Mediterranean Salmon Rice Bowls


Mediterranean Salmon Rice Bowls are a delightful and healthy meal option that combines the rich flavors of the Mediterranean with the nutritional benefits of salmon and fresh vegetables. This colorful dish is not only visually appealing but also quite easy to prepare.


Why Make This Recipe

The Mediterranean Salmon Rice Bowls are a perfect choice for those looking to enjoy a wholesome meal without spending hours in the kitchen. Salmon is rich in omega-3 fatty acids, which are great for heart health, while the fresh greens and feta cheese provide essential vitamins and minerals. This recipe showcases the balance of flavors, with a zesty lemon-garlic marinade that enhances the richness of the salmon. Additionally, it can be customized to suit your taste or dietary preferences, making it an excellent option for family dinners or meal prep for the week.
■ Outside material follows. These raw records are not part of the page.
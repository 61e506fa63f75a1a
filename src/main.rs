mod display;
mod input;

use std::fs::File;
use std::io::{stdout, BufWriter, Write};
use std::path::{Path, PathBuf};
use std::sync::mpsc;
use std::thread;
use std::time::Instant;

use anyhow::Context;
use clap::Parser;
use crossterm::{
    cursor,
    event::{self, Event, KeyboardEnhancementFlags, PopKeyboardEnhancementFlags, PushKeyboardEnhancementFlags},
    terminal, ExecutableCommand,
};
use rand::rngs::StdRng;
use rand::SeedableRng;
use tracing_subscriber::EnvFilter;

use galaga_shooter::assets::SpriteSheet;
use galaga_shooter::compute::{apply_command, init_session, tick};
use galaga_shooter::config::Tunables;
use galaga_shooter::entities::{Screen, Session};

use input::{HeldKeys, KeyAction};

/// Upper bound on the time step fed to the simulation, so a stalled
/// terminal does not teleport everything on the next frame.
const MAX_FRAME_TIME: f32 = 0.1;

#[derive(Parser)]
#[command(name = "galaga_shooter")]
#[command(about = "A Galaga-style arcade shooter for the terminal")]
struct Args {
    /// JSON file overriding gameplay tunables
    #[arg(long)]
    config: Option<PathBuf>,
    /// JSON file overriding the sprite glyphs
    #[arg(long)]
    sprites: Option<PathBuf>,
    /// Seed the RNG for a reproducible run
    #[arg(long)]
    seed: Option<u64>,
    /// Where log output goes (the terminal is busy drawing the game)
    #[arg(long, default_value = "galaga_shooter.log")]
    log_file: PathBuf,
}

// ── High-score persistence ────────────────────────────────────────────────────

fn high_score_path() -> PathBuf {
    let home = std::env::var("HOME").unwrap_or_else(|_| ".".to_string());
    PathBuf::from(home).join(".galaga_shooter_score")
}

fn load_high_score() -> u32 {
    std::fs::read_to_string(high_score_path())
        .ok()
        .and_then(|s| s.trim().parse().ok())
        .unwrap_or(0)
}

fn save_high_score(score: u32) {
    if let Err(err) = std::fs::write(high_score_path(), score.to_string()) {
        tracing::warn!("could not save high score: {err}");
    }
}

// ── Logging ───────────────────────────────────────────────────────────────────

fn init_logging(path: &Path) -> anyhow::Result<()> {
    let file = File::create(path)
        .with_context(|| format!("failed to create log file {}", path.display()))?;
    tracing_subscriber::fmt()
        .with_env_filter(
            EnvFilter::try_from_default_env().unwrap_or_else(|_| EnvFilter::new("info")),
        )
        .with_writer(std::sync::Mutex::new(file))
        .with_ansi(false)
        .init();
    Ok(())
}

// ── Game loop ─────────────────────────────────────────────────────────────────

/// Run frames until the player confirms exit or presses Ctrl+C.
fn game_loop<W: Write>(
    out: &mut W,
    session: &mut Session,
    sprites: &SpriteSheet,
    rng: &mut StdRng,
    rx: &mpsc::Receiver<Event>,
) -> anyhow::Result<()> {
    let mut keys = HeldKeys::default();
    let mut frame: u64 = 0;
    let mut last = Instant::now();
    let mut saved_high_score = session.high_score;

    loop {
        let frame_start = Instant::now();
        frame += 1;

        // ── Drain all pending input events (non-blocking) ─────────────────────
        while let Ok(ev) = rx.try_recv() {
            let Event::Key(key) = ev else { continue };
            match keys.record(key, session.screen, frame) {
                Some(KeyAction::Abort) => return Ok(()),
                Some(KeyAction::Command(command)) => {
                    apply_command(session, command, rng);
                    if session.screen != Screen::Playing {
                        keys.clear();
                    }
                }
                None => {}
            }
        }
        if session.exit_requested {
            return Ok(());
        }

        let dt = last.elapsed().as_secs_f32().min(MAX_FRAME_TIME);
        last = Instant::now();
        let controls = keys.snapshot(frame);
        tick(session, &controls, dt, rng);

        if session.high_score > saved_high_score && session.screen != Screen::Playing {
            save_high_score(session.high_score);
            saved_high_score = session.high_score;
        }

        let (width, height) = terminal::size().context("failed to query terminal size")?;
        display::render(out, session, sprites, width, height)?;

        let budget = session.settings.frame_time();
        let elapsed = frame_start.elapsed();
        if elapsed < budget {
            thread::sleep(budget - elapsed);
        }
    }
}

// ── Entry point ───────────────────────────────────────────────────────────────

fn main() -> anyhow::Result<()> {
    let args = Args::parse();
    init_logging(&args.log_file)?;

    let tunables = match &args.config {
        Some(path) => Tunables::load(path)?,
        None => Tunables::default(),
    };
    let sprites = SpriteSheet::load_or_default(args.sprites.as_deref());
    let mut rng = match args.seed {
        Some(seed) => StdRng::seed_from_u64(seed),
        None => StdRng::from_entropy(),
    };
    tracing::info!(seed = ?args.seed, "starting");

    let mut session = init_session(tunables, load_high_score(), &mut rng);

    let mut out = BufWriter::new(stdout());
    terminal::enable_raw_mode().context("failed to enable raw mode")?;
    out.execute(terminal::EnterAlternateScreen)?;
    out.execute(cursor::Hide)?;

    // Request key-release (and key-repeat) events from the terminal.
    // Ghostty / kitty-protocol terminals support this; others fall back gracefully.
    let keyboard_enhanced = out
        .execute(PushKeyboardEnhancementFlags(
            KeyboardEnhancementFlags::REPORT_EVENT_TYPES,
        ))
        .is_ok();

    // Dedicate a thread exclusively to blocking event reads, sending them
    // through a channel so the game loop never has to block on I/O.
    let (tx, rx) = mpsc::channel::<Event>();
    thread::spawn(move || {
        while let Ok(ev) = event::read() {
            if tx.send(ev).is_err() {
                break; // receiver dropped → program exiting
            }
        }
    });

    let result = game_loop(&mut out, &mut session, &sprites, &mut rng, &rx);

    // Always restore the terminal
    if keyboard_enhanced {
        let _ = out.execute(PopKeyboardEnhancementFlags);
    }
    let _ = out.execute(cursor::Show);
    let _ = out.execute(terminal::LeaveAlternateScreen);
    let _ = terminal::disable_raw_mode();

    let best = session.high_score.max(session.score);
    if best > load_high_score() {
        save_high_score(best);
    }
    tracing::info!(score = session.score, high_score = best, "exiting");

    result
}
How to Make Mediterranean Salmon Rice Bowls

Ingredients:

  • Salmon fillets
  • Olive oil
  • Lemon juice
  • Garlic
  • Salt
  • Black pepper
  • Mixed salad greens
  • Cooked rice
  • Feta cheese
  • Yogurt
  • Fresh herbs (optional)

Mediterranean Salmon Rice Bowls

Directions:

  1. Preheat the oven to 375°F (190°C). This step ensures that the salmon cooks evenly and achieves that perfect flaky texture.

  2. Prepare the marinade: In a bowl, mix together olive oil, lemon juice, minced garlic, salt, and black pepper. This mixture will add flavor to your salmon and keep it moist during baking.

  3. Coat the salmon: Take the salmon fillets and coat them with the olive oil mixture. Make sure to cover each piece well, and then place them on a baking sheet lined with parchment paper. The parchment paper helps with easy cleanup and prevents sticking.

  4. Bake the salmon: Place the baking sheet in the preheated oven and bake the salmon for 15-20 minutes. It’s done when it flakes easily with a fork and reaches an internal temperature of 145°F (63°C). Baking salmon is a great way to ensure it stays tender and juicy.

  5. Mix the salad: While the salmon is baking, take another bowl and mix the salad greens, cooked rice, and crumbled feta cheese. This combination adds a refreshing crunch and a hint of creaminess that pairs well with the salmon.

  6. Assemble the bowl: Once the salmon is cooked, serve it on top of the salad mixture. Drizzle some yogurt over the top for added creaminess and tang. You can also garnish with fresh herbs like parsley or dill if desired for an extra touch of flavor.


How to Serve Mediterranean Salmon Rice Bowls

These rice bowls can be served as a main dish or even a hearty lunch. You can present them in individual bowls for a more casual meal or serve them family-style on a platter.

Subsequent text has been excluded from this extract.